The pressure on Russia is heightening, as Ottawa joined the chorus putting blame on Moscow for allegedly being behind a large scale and destructive cyber attack that hit Georgian websites in 2019. But the Kremlin is not happy with Canada taking sides.
“Another piece of Russophobic lies and fakes spread by Ottawa along with Tbilisi and Washington,” TASS quoted the Russian diplomatic mission as saying on Friday. “This is highly regrettable and reprehensible policy which further degrades what is already poor Russia-Canada relations.”
More than 2,000 state, private and media websites, as well as national TV stations such as Imedi and Maestro, were hit by a cyber attack last October 28. In many cases, website home pages were replaced with an image of former Georgian President Mikheil Saakashvili, who was in power between 2004 and 2013, captioned with “I'll be back.” The United States and the United Kingdom were quick to join Georgia in blaming Russia for the massive attack, but Moscow claims no proof has been provided to show it was behind the breach.
In a statement, the Canadian foreign ministry said Ottawa was adding its voice to its allies, who accused Moscow of alleged involvement in cyberattacks targeting Georgia.
“Canada strongly condemns this malicious activity,” TASS quoted the Canadian Foreign Ministry as saying on Friday. “These actions are aimed at driving a wedge in Georgia ahead of the parliamentary elections, which are scheduled for the end of the year, as well as demonstrate a blatant disregard for international law.”
The statement issued by the Canadian Foreign Ministry came after Vladimer Konstantinidi, a spokesman for Georgia’s foreign ministry put the blame on Russian General Staff of the Armed Forces, which, according to Konstantinidi, planned and carried out the cyber attack.
“The investigation conducted by the Georgian authorities, together with information gathered through cooperation with partners, concluded that this cyberattack was planned and carried out by the main division of the General Staff of the Armed Forces of the Russian Federation,” The New York Times quoted Konstantinidi as saying on Thursday, speaking on the sidelines of a news conference in Tbilisi.
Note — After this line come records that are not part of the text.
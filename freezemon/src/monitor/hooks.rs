//! Event loop side of the monitor
//!
//! The event loop reports four transitions: begin/end of a dispatched event and
//! begin/end of idle sleep. Each transition measures the time since the last
//! one; a gap at or above the long-event threshold is handed to the sampler
//! through a single-slot mailbox, and the sampler is woken immediately.
//!
//! ## Shared State
//!
//! | field | writer | reader |
//! |---|---|---|
//! | `event_start_or_resume` | event loop | sampler |
//! | `mailbox` | event loop (overwrite) | sampler (take) |
//! | `cancelled` | owner | both |
//!
//! Zero in `event_start_or_resume` means "not dispatching".

use std::sync::atomic::{AtomicBool, AtomicU64, Ordering};
use std::sync::{Arc, Mutex, PoisonError};
use std::time::Duration;

use crossbeam_channel::{bounded, Receiver, Sender};
use freezemon_common::LongEventInfo;
use log::trace;

use super::clock::Clock;

pub(crate) struct Shared {
    event_start_or_resume: AtomicU64,
    mailbox: Mutex<Option<LongEventInfo>>,
    wake_tx: Sender<()>,
    wake_rx: Receiver<()>,
    cancelled: AtomicBool,
    long_event_threshold_ms: u64,
}

impl Shared {
    fn new(long_event_threshold_ms: u64) -> Self {
        let (wake_tx, wake_rx) = bounded(1);
        Self {
            event_start_or_resume: AtomicU64::new(0),
            mailbox: Mutex::new(None),
            wake_tx,
            wake_rx,
            cancelled: AtomicBool::new(false),
            long_event_threshold_ms,
        }
    }

    /// Start of the current dispatch, 0 while sleeping
    pub(crate) fn active_since(&self) -> u64 {
        self.event_start_or_resume.load(Ordering::Acquire)
    }

    /// Record the start of the running dispatch (0: sleeping)
    pub(crate) fn set_active(&self, start_ms: u64) {
        self.event_start_or_resume.store(start_ms, Ordering::Release);
    }

    /// Replace whatever is in the mailbox and wake the sampler
    pub(crate) fn publish(&self, info: LongEventInfo) {
        *self.mailbox.lock().unwrap_or_else(PoisonError::into_inner) = Some(info);
        self.wake();
    }

    pub(crate) fn take_published(&self) -> Option<LongEventInfo> {
        self.mailbox.lock().unwrap_or_else(PoisonError::into_inner).take()
    }

    pub(crate) fn wake(&self) {
        // A pending wake-up is as good as a new one
        let _ = self.wake_tx.try_send(());
    }

    /// Interruptible sleep: returns early on [`Shared::wake`]
    pub(crate) fn sleep(&self, timeout: Duration) {
        // Timeout and wake-up both just end the sleep; the sender lives in
        // `self`, so the channel never disconnects
        let _ = self.wake_rx.recv_timeout(timeout);
    }

    pub(crate) fn cancel(&self) {
        self.cancelled.store(true, Ordering::Release);
        self.wake();
    }

    pub(crate) fn is_cancelled(&self) -> bool {
        self.cancelled.load(Ordering::Acquire)
    }
}

/// Transition callbacks for the monitored event loop.
///
/// Call these from the event loop thread only. Clones share state, so a clone
/// can be moved into runtime callbacks (see [`crate::runtime::instrument`]).
/// After the monitor shuts down, every callback is a no-op.
#[derive(Clone)]
pub struct EventLoopHooks {
    shared: Arc<Shared>,
    clock: Arc<dyn Clock>,
}

impl EventLoopHooks {
    /// Hooks that are not yet attached to a sampling thread.
    ///
    /// [`crate::monitor::EventLoopMonitor::start`] creates these itself; this
    /// constructor is for driving a [`crate::monitor::Sampler`] by hand.
    pub fn new(long_event_threshold_ms: u64, clock: Arc<dyn Clock>) -> Self {
        Self { shared: Arc::new(Shared::new(long_event_threshold_ms)), clock }
    }

    pub(crate) fn shared(&self) -> &Arc<Shared> {
        &self.shared
    }

    pub(crate) fn clock(&self) -> &Arc<dyn Clock> {
        &self.clock
    }

    /// An event is about to be dispatched
    pub fn begin_event(&self) {
        self.transition(true);
    }

    /// A dispatched event returned; the enclosing dispatch (if any) resumes
    pub fn end_event(&self) {
        self.transition(true);
    }

    /// The event loop is about to wait for work
    pub fn begin_sleep(&self) {
        self.transition(false);
    }

    /// The event loop woke up
    pub fn end_sleep(&self) {
        self.transition(true);
    }

    /// Start of the current dispatch, `None` while sleeping
    #[must_use]
    pub fn dispatch_start_ms(&self) -> Option<u64> {
        Some(self.shared.active_since()).filter(|&t| t != 0)
    }

    fn transition(&self, active_after: bool) {
        if self.shared.is_cancelled() {
            return;
        }
        let now = self.clock.now_ms();
        let start = self.shared.active_since();

        // Store the new state first: once the sampler sees the mailbox it must
        // also see that the reported dispatch is over.
        self.shared.set_active(if active_after { now } else { 0 });

        if start != 0 {
            let duration_ms = now.saturating_sub(start);
            if duration_ms >= self.shared.long_event_threshold_ms {
                trace!("Long event: {duration_ms}ms starting at {start}");
                self.shared.publish(LongEventInfo { start_ms: start, duration_ms });
            }
        }
    }
}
Meanwhile, the U.S. and the U.K. said in separate statements that the attack was carried out by a unit of Russian General Staff Main Intelligence Directorate (GRU) known as Unit 74455 and Sandworm.
In turn, the Russian Foreign Ministry stated that accusations against Russia of cyber attacks on Georgian internet resources are dissemination of clearly staged and politically motivated information.
“There is not, and cannot be, any evidence of Russian officials' participation in harmful activities in Georgia's electronic networks,” Georgia Today quoted the Russian foreign ministry's information and press department as saying on Friday in response to the statement issued by the Georgian authorities.
“This is synchronized propaganda organized by Washington, London, Tbilisi and others. It took four months to identify the ‘Russian’ incident, which allegedly took place on October 28 last year. All allegations remain based on the ‘highly likely’ principle.”
A worsening of Russo-Georgian relations began in 2008 when war returned to Georgia after South Ossetian separatists began shelling Georgian villages. Georgia’s military response to restore control over South Ossetia was met with a military operation by Moscow. Russia recognized two breakaway regions bordering Russia, namely Abkhazia in the northwest and along the Black Sea coast, and South Ossetia in the north, as separate republics on August 26, 2008. Georgia, which suffered from civil wars that flared in the two breakaway regions immediately after the Soviet Union collapsed and between 1991 and 1994, accuses Moscow of backing separatist forces.